On Gluten-Free: I haven’t tried these mango muffins gluten-free as of yet, but if you were to experiment, I would add the 1 to 2 eggs mentioned above, and my first trial would probably be with oat flour (ground oats), or with 1-1/4 cups brown rice or white rice flour, 1/2 cup potato starch, and 1/4 cup tapioca starch/flour. You could also trial your favorite gluten-free flour mix / blend. With eggs, it may be okay without any added gums. That all said, here’s the muffin recipe how we liked it.
- 2 cups whole wheat pastry flour (or all-purpose flour, or half all-purpose flour / half regular whole wheat flour)
- 1 teaspoon baking soda
- ½ teaspoon salt
- ¼ teaspoon ground cinnamon, nutmeg, or cardamom, optional
- 1½ cups very ripe mango puree*
- ½ cup honey, plus 1 tablespoon for drizzling (use agave or BeeFree for vegan)
- ¼ cup grapeseed oil, melted coconut oil, or your favorite neutral-tasting baking oil
- 1½ teaspoons vanilla extract
- ½ cup diced mango (I diced it small, about the size of raisins)
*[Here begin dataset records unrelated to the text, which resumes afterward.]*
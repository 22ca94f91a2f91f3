use std::fmt;

use crate::error::CoreError;

/// The lifecycle states of a routed payment.
#[derive(
    Debug, Clone, Copy, PartialEq, Eq, Hash, PartialOrd, Ord, serde::Serialize, serde::Deserialize,
)]
#[serde(rename_all = "snake_case")]
pub enum PaymentStatus {
    /// Plan created by routing, nothing submitted yet.
    Pending,
    /// Funds are being passed through the mixer.
    Mixing,
    /// Submitted to the chain executor, awaiting settlement.
    Executing,
    /// Settlement confirmed. Final state.
    Confirmed,
    /// Mixing, execution, deadline or cancellation failed. Final state.
    Failed,
}

impl PaymentStatus {
    /// Whether this is a final (terminal) state.
    pub fn is_final(&self) -> bool {
        matches!(self, Self::Confirmed | Self::Failed)
    }

    /// Whether an execution has moved the plan past `Pending` but not yet
    /// reached a final state.
    pub fn is_in_flight(&self) -> bool {
        matches!(self, Self::Mixing | Self::Executing)
    }

    pub fn as_str(&self) -> &'static str {
        match self {
            Self::Pending => "pending",
            Self::Mixing => "mixing",
            Self::Executing => "executing",
            Self::Confirmed => "confirmed",
            Self::Failed => "failed",
        }
    }
}

impl fmt::Display for PaymentStatus {
    fn fmt(&self, f: &mut fmt::Formatter<'_>) -> fmt::Result {
        f.write_str(self.as_str())
    }
}

/// Events that trigger lifecycle transitions.
#[derive(Debug, Clone, Copy, PartialEq, Eq)]
pub enum PaymentEvent {
    /// The mixer accepted the payment.
    MixingStarted,
    /// The plan was handed to the chain executor.
    SubmissionStarted,
    /// The executor reported settlement.
    Confirmed,
    /// Any error, deadline expiry or cancellation.
    Failed,
}

/// Lifecycle transition table.
///
/// Valid transitions:
/// - Pending → Mixing (MixingStarted)
/// - Pending → Executing (SubmissionStarted)
/// - Mixing → Executing (SubmissionStarted)
/// - Executing → Confirmed (Confirmed)
/// - Pending | Mixing | Executing → Failed (Failed)
pub struct PaymentStateMachine;

impl PaymentStateMachine {
    /// Attempt a state transition based on an event.
    /// Returns the new state on success, or an error for invalid transitions.
    pub fn transition(
        current: PaymentStatus,
        event: PaymentEvent,
    ) -> Result<PaymentStatus, CoreError> {
        let next = match (current, event) {
            (PaymentStatus::Pending, PaymentEvent::MixingStarted) => PaymentStatus::Mixing,
            (PaymentStatus::Pending, PaymentEvent::SubmissionStarted) => PaymentStatus::Executing,
            (PaymentStatus::Mixing, PaymentEvent::SubmissionStarted) => PaymentStatus::Executing,
            (PaymentStatus::Executing, PaymentEvent::Confirmed) => PaymentStatus::Confirmed,
            (
                PaymentStatus::Pending | PaymentStatus::Mixing | PaymentStatus::Executing,
                PaymentEvent::Failed,
            ) => PaymentStatus::Failed,
            _ => {
                return Err(CoreError::InvalidStateTransition {
                    from: current,
                    to: Self::target_of(event),
                });
            }
        };

        tracing::debug!(from = %current, to = %next, event = ?event, "payment status transition");

        Ok(next)
    }

    /// Check if a transition is valid without performing it.
    pub fn can_transition(current: PaymentStatus, event: PaymentEvent) -> bool {
        Self::transition(current, event).is_ok()
    }

    fn target_of(event: PaymentEvent) -> PaymentStatus {
        match event {
            PaymentEvent::MixingStarted => PaymentStatus::Mixing,
            PaymentEvent::SubmissionStarted => PaymentStatus::Executing,
            PaymentEvent::Confirmed => PaymentStatus::Confirmed,
            PaymentEvent::Failed => PaymentStatus::Failed,
        }
    }
}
- Preheat your oven to 350ºF.
- Prepare 12 muffin cups (I use silicone, and they work best without greasing)
- Combine the flour, baking soda, salt, and spice (if using) in a medium-sized bowl.
- Blend the mango puree, honey, oil, and vanilla in a large bowl (if using the “milk” or egg options below, then add them now).
- Fold the dry ingredients to the wet, along with the diced mango, and stir with a spoon just until combined.
- Some lumps are okay. You don’t want to overmix or the muffins will be dense.
- Bake the muffins for 25 to 30 minutes, or until they begin to brown slightly, pull away from the sides, and a toothpick inserted in a muffin comes out clean.
- Drizzle the muffin tops with the tablespoon of honey.
- Let the muffins cool for 15 minutes in the cups
- Remove the muffins to a wire rack to cool completely.
Extra-Moist: Add ¼ Cup Unsweetened, Plain, or Vanilla Milk Alternative (your favorite type) with the wet ingredients. I prefer without (they rise and hold shape better), but two of my tasters liked the “extra moist” batch best.
Vegan: Sub regular Agave Nectar or Honey-flavored Agave Nectar for the Honey.
Other Fruit: Feel free to sub the mango puree with papaya puree or even banana puree. With banana, I’d probably up the cinnamon.
Tropical Flair: Use coconut oil for the oil, and add ½ cup unsweetened or sweetened shredded coconut. You could also toss in some chopped macadamias if desired.
This recipe is Vegan, Reduced fat, Whole Grain, Refined Sugar-Free, Dairy-Free, Egg-Free, Nut-Free, Peanut-Free.